▶ [PROBLEM TO WORK ON] Working through the lines below, return each one that holds "ChunkCursor".

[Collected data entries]

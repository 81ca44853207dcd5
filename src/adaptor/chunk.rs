use std::cmp;

use crate::capability::{Contiguous, Generic, Layout, Utf8};
use crate::error::{Error, Result};
use crate::pipe::Adaptor;
use crate::source::{Span, Subrange, Text};
use crate::view::{RandomAccessView, SizedView, View};

/// How views of a particular layout are grouped into chunks.
///
/// Callers guarantee the chunk size is never zero.
pub trait ChunkStrategy<V: View>: Layout {
    /// The view of chunks.
    type Chunked;

    /// Group the elements of `view` into chunks of `n`.
    fn chunk(view: V, n: usize) -> Self::Chunked;
}

impl<V: View> ChunkStrategy<V> for Generic {
    type Chunked = Chunk<V>;

    #[inline]
    fn chunk(view: V, n: usize) -> Chunk<V> {
        Chunk { view, n }
    }
}

impl<'a, T> ChunkStrategy<Span<'a, T>> for Contiguous {
    type Chunked = ChunkSpan<'a, T>;

    #[inline]
    fn chunk(view: Span<'a, T>, n: usize) -> ChunkSpan<'a, T> {
        ChunkSpan { slice: view.as_slice(), n }
    }
}

impl<'a> ChunkStrategy<Text<'a>> for Utf8 {
    type Chunked = ChunkText<'a>;

    #[inline]
    fn chunk(view: Text<'a>, n: usize) -> ChunkText<'a> {
        ChunkText { text: view.as_str(), n }
    }
}

/// A view of consecutive runs of `n` elements of another view.
///
/// Each chunk is a [`Subrange`](../source/struct.Subrange.html) that starts
/// from a copy of the source cursor, so the source must be multi-pass.
/// When the source cursor reports an exact length, moving to the next chunk
/// reads only the last element of the chunk before it.
#[derive(Clone, Debug)]
pub struct Chunk<V> {
    view: V,
    n: usize,
}

impl<V> View for Chunk<V>
where
    V: View,
    V::Cursor: Clone,
{
    type Item = Subrange<V::Cursor>;
    type Cursor = ChunkCursor<V::Cursor>;
    type Layout = Generic;

    #[inline]
    fn into_cursor(self) -> Self::Cursor {
        ChunkCursor { iter: self.view.into_cursor(), n: self.n, behind: 0 }
    }
}

impl<V> SizedView for Chunk<V>
where
    V: SizedView,
    V::Cursor: Clone,
{
    #[inline]
    fn size(&self) -> usize {
        div_ceil(self.view.size(), self.n)
    }
}

impl_view_ops!([V,] Chunk<V>);

/// The cursor of a [`Chunk`](struct.Chunk.html).
#[derive(Clone, Debug)]
pub struct ChunkCursor<I> {
    iter: I,
    n: usize,
    /// Elements of the last chunk produced that `iter` hasn't moved past.
    behind: usize,
}

impl<I: Iterator + Clone> Iterator for ChunkCursor<I> {
    type Item = Subrange<I>;

    #[inline]
    fn next(&mut self) -> Option<Subrange<I>> {
        if self.behind > 0 {
            if let (lo, Some(hi)) = self.iter.size_hint() {
                if lo == hi && lo <= self.behind {
                    return None;
                }
            }
            self.iter.nth(self.behind - 1);
            self.behind = 0;
        }
        let start = self.iter.clone();
        let width = match self.iter.size_hint() {
            (lo, Some(hi)) if lo == hi => {
                let width = cmp::min(lo, self.n);
                self.behind = width;
                width
            }
            _ => {
                let mut width = 0;
                while width < self.n && self.iter.next().is_some() {
                    width += 1;
                }
                width
            }
        };
        if width == 0 {
            None
        } else {
            Some(Subrange::new(start, width))
        }
    }

    #[inline]
    fn size_hint(&self) -> (usize, Option<usize>) {
        let (lo, hi) = self.iter.size_hint();
        let lo = lo.saturating_sub(self.behind);
        let hi = hi.map(|hi| hi.saturating_sub(self.behind));
        (div_ceil(lo, self.n), hi.map(|hi| div_ceil(hi, self.n)))
    }
}

/// A view of consecutive sub-slices of `n` elements of a borrowed slice.
#[derive(Debug)]
pub struct ChunkSpan<'a, T> {
    slice: &'a [T],
    n: usize,
}

impl<'a, T> Clone for ChunkSpan<'a, T> {
    #[inline]
    fn clone(&self) -> ChunkSpan<'a, T> {
        ChunkSpan { slice: self.slice, n: self.n }
    }
}

impl<'a, T> View for ChunkSpan<'a, T> {
    type Item = Span<'a, T>;
    type Cursor = ChunkSpanCursor<'a, T>;
    type Layout = Generic;

    #[inline]
    fn into_cursor(self) -> ChunkSpanCursor<'a, T> {
        ChunkSpanCursor { slice: self.slice, n: self.n }
    }
}

impl<'a, T> SizedView for ChunkSpan<'a, T> {
    #[inline]
    fn size(&self) -> usize {
        div_ceil(self.slice.len(), self.n)
    }
}

impl<'a, T> RandomAccessView for ChunkSpan<'a, T> {
    #[inline]
    fn get(&self, index: usize) -> Option<Span<'a, T>> {
        let start = index.checked_mul(self.n)?;
        if start >= self.slice.len() {
            return None;
        }
        let end = cmp::min(start.saturating_add(self.n), self.slice.len());
        Some(Span::new(&self.slice[start..end]))
    }
}

impl_view_ops!(['a, T,] ChunkSpan<'a, T>);

/// The cursor of a [`ChunkSpan`](struct.ChunkSpan.html).
///
/// When traversed from the back, the first chunk produced is the short
/// one, if any.
#[derive(Debug)]
pub struct ChunkSpanCursor<'a, T> {
    slice: &'a [T],
    n: usize,
}

impl<'a, T> Clone for ChunkSpanCursor<'a, T> {
    #[inline]
    fn clone(&self) -> ChunkSpanCursor<'a, T> {
        ChunkSpanCursor { slice: self.slice, n: self.n }
    }
}

impl<'a, T> Iterator for ChunkSpanCursor<'a, T> {
    type Item = Span<'a, T>;

    #[inline]
    fn next(&mut self) -> Option<Span<'a, T>> {
        if self.slice.is_empty() {
            return None;
        }
        let mid = cmp::min(self.n, self.slice.len());
        let (head, tail) = self.slice.split_at(mid);
        self.slice = tail;
        Some(Span::new(head))
    }

    #[inline]
    fn size_hint(&self) -> (usize, Option<usize>) {
        let n = div_ceil(self.slice.len(), self.n);
        (n, Some(n))
    }

    #[inline]
    fn nth(&mut self, n: usize) -> Option<Span<'a, T>> {
        match n.checked_mul(self.n) {
            Some(skip) if skip < self.slice.len() => {
                self.slice = &self.slice[skip..];
                self.next()
            }
            _ => {
                self.slice = &[];
                None
            }
        }
    }
}

impl<'a, T> DoubleEndedIterator for ChunkSpanCursor<'a, T> {
    #[inline]
    fn next_back(&mut self) -> Option<Span<'a, T>> {
        if self.slice.is_empty() {
            return None;
        }
        let rem = self.slice.len() % self.n;
        let width = if rem == 0 { self.n } else { rem };
        let (head, tail) = self.slice.split_at(self.slice.len() - width);
        self.slice = head;
        Some(Span::new(tail))
    }
}

impl<'a, T> ExactSizeIterator for ChunkSpanCursor<'a, T> {}

/// A view of consecutive sub-strings of `n` characters of a borrowed
/// string.
#[derive(Clone, Copy, Debug)]
pub struct ChunkText<'a> {
    text: &'a str,
    n: usize,
}

impl<'a> View for ChunkText<'a> {
    type Item = Text<'a>;
    type Cursor = ChunkTextCursor<'a>;
    type Layout = Generic;

    #[inline]
    fn into_cursor(self) -> ChunkTextCursor<'a> {
        ChunkTextCursor { text: self.text, n: self.n }
    }
}

impl_view_ops!(['a,] ChunkText<'a>);

/// The cursor of a [`ChunkText`](struct.ChunkText.html).
#[derive(Clone, Debug)]
pub struct ChunkTextCursor<'a> {
    text: &'a str,
    n: usize,
}

impl<'a> Iterator for ChunkTextCursor<'a> {
    type Item = Text<'a>;

    #[inline]
    fn next(&mut self) -> Option<Text<'a>> {
        if self.text.is_empty() {
            return None;
        }
        let mid = Text::new(self.text).offset_of(self.n);
        let (head, tail) = self.text.split_at(mid);
        self.text = tail;
        Some(Text::new(head))
    }

    #[inline]
    fn size_hint(&self) -> (usize, Option<usize>) {
        // A character takes between one and four bytes.
        let bytes = self.text.len();
        (div_ceil(div_ceil(bytes, 4), self.n), Some(div_ceil(bytes, self.n)))
    }
}

/// A partially applied `chunk`.
#[derive(Clone, Copy, Debug)]
pub struct ChunkFn {
    n: usize,
}

impl<V: View> Adaptor<V> for ChunkFn
where
    V::Layout: ChunkStrategy<V>,
{
    type Output = <V::Layout as ChunkStrategy<V>>::Chunked;

    #[inline]
    fn apply(self, view: V) -> Self::Output {
        <V::Layout as ChunkStrategy<V>>::chunk(view, self.n)
    }
}

impl_adaptor_ops!([] ChunkFn);

/// Group elements into consecutive chunks of `n`.
///
/// # Panics
///
/// When `n` is zero.
#[inline]
pub fn chunk(n: usize) -> ChunkFn {
    assert!(n > 0, "chunk size must be greater than zero");
    ChunkFn { n }
}

/// Group elements into consecutive chunks of `n`, or return an error if
/// `n` is zero.
#[inline]
pub fn try_chunk(n: usize) -> Result<ChunkFn> {
    if n == 0 {
        return Err(Error::ZeroChunkSize);
    }
    Ok(ChunkFn { n })
}

#[inline]
fn div_ceil(a: usize, b: usize) -> usize {
    a / b + if a % b == 0 { 0 } else { 1 }
}

#[cfg(test)]
mod tests {
    use super::{chunk, try_chunk};
    use crate::error::Error;
    use crate::source::{iota, seq, Span, Text};
    use crate::view::{all, RandomAccessView, SizedView, View};

    #[test]
    fn contiguous_chunks_are_spans() {
        let v: Vec<i32> = (1..=7).collect();
        let chunks: Vec<Span<i32>> = (all(&v) | chunk(3)).to_vec();
        let slices: Vec<&[i32]> = chunks.iter().map(|c| c.as_slice()).collect();
        assert_eq!(slices, vec![&[1, 2, 3][..], &[4, 5, 6], &[7]]);
    }

    #[test]
    fn contiguous_chunks_random_access() {
        let v: Vec<i32> = (1..=7).collect();
        let view = all(&v).chunk(3);
        assert_eq!(view.size(), 3);
        assert_eq!(view.at(2).as_slice(), &[7]);
        assert!(view.get(3).is_none());
        let back: Vec<usize> = view
            .into_cursor()
            .rev()
            .map(|c| c.as_slice().len())
            .collect();
        assert_eq!(back, vec![1, 3, 3]);
    }

    #[test]
    fn generic_chunks_are_subranges() {
        let src = seq(vec![1, 2, 3, 4, 5].into_iter());
        let got: Vec<Vec<i32>> =
            src.chunk(2).into_cursor().map(|c| c.to_vec()).collect();
        assert_eq!(got, vec![vec![1, 2], vec![3, 4], vec![5]]);
    }

    #[test]
    fn generic_chunks_of_unknown_length() {
        let src = seq((1..=7).filter(|x| x % 2 == 1));
        let got: Vec<Vec<i32>> =
            src.chunk(3).into_cursor().map(|c| c.to_vec()).collect();
        assert_eq!(got, vec![vec![1, 3, 5], vec![7]]);
    }

    #[test]
    fn moving_between_chunks_reads_one_element() {
        use std::cell::Cell;

        let calls = Cell::new(0);
        let got = iota(0, 6)
            .transform(|x| {
                calls.set(calls.get() + 1);
                x * 2
            })
            .chunk(2)
            .join()
            .to_vec();
        assert_eq!(got, vec![0, 2, 4, 6, 8, 10]);
        assert_eq!(calls.get(), 8);

        calls.set(0);
        let view = iota(0, 5).transform(|x| {
            calls.set(calls.get() + 1);
            x
        });
        assert_eq!(view.chunk(2).count(), 3);
        assert_eq!(calls.get(), 2);
    }

    #[test]
    fn text_chunks_are_texts() {
        let got: Vec<&str> =
            all("abcde").chunk(2).into_cursor().map(|c| c.as_str()).collect();
        assert_eq!(got, vec!["ab", "cd", "e"]);

        let pieces: Vec<Text> = (all("h€llo wörld") | chunk(3)).to_vec();
        assert_eq!(pieces, vec!["h€l", "lo ", "wör", "ld"]);
        assert_eq!(all("").chunk(3).count(), 0);
    }

    #[test]
    fn empty_source_has_no_chunks() {
        let v: Vec<i32> = vec![];
        assert_eq!(all(&v).chunk(4).count(), 0);
        assert_eq!(seq(v.iter()).chunk(4).count(), 0);
    }

    #[test]
    fn zero_chunk_size() {
        assert_eq!(try_chunk(0).unwrap_err(), Error::ZeroChunkSize);
    }

    #[test]
    #[should_panic]
    fn zero_chunk_size_panics() {
        let v = vec![1];
        all(&v).chunk(0);
    }
}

▶ [ANSWER FOR THIS EXERCISE]
    type Cursor = ChunkCursor<V::Cursor>;
        ChunkCursor { iter: self.view.into_cursor(), n: self.n, behind: 0 }
pub struct ChunkCursor<I> {
impl<I: Iterator + Clone> Iterator for ChunkCursor<I> {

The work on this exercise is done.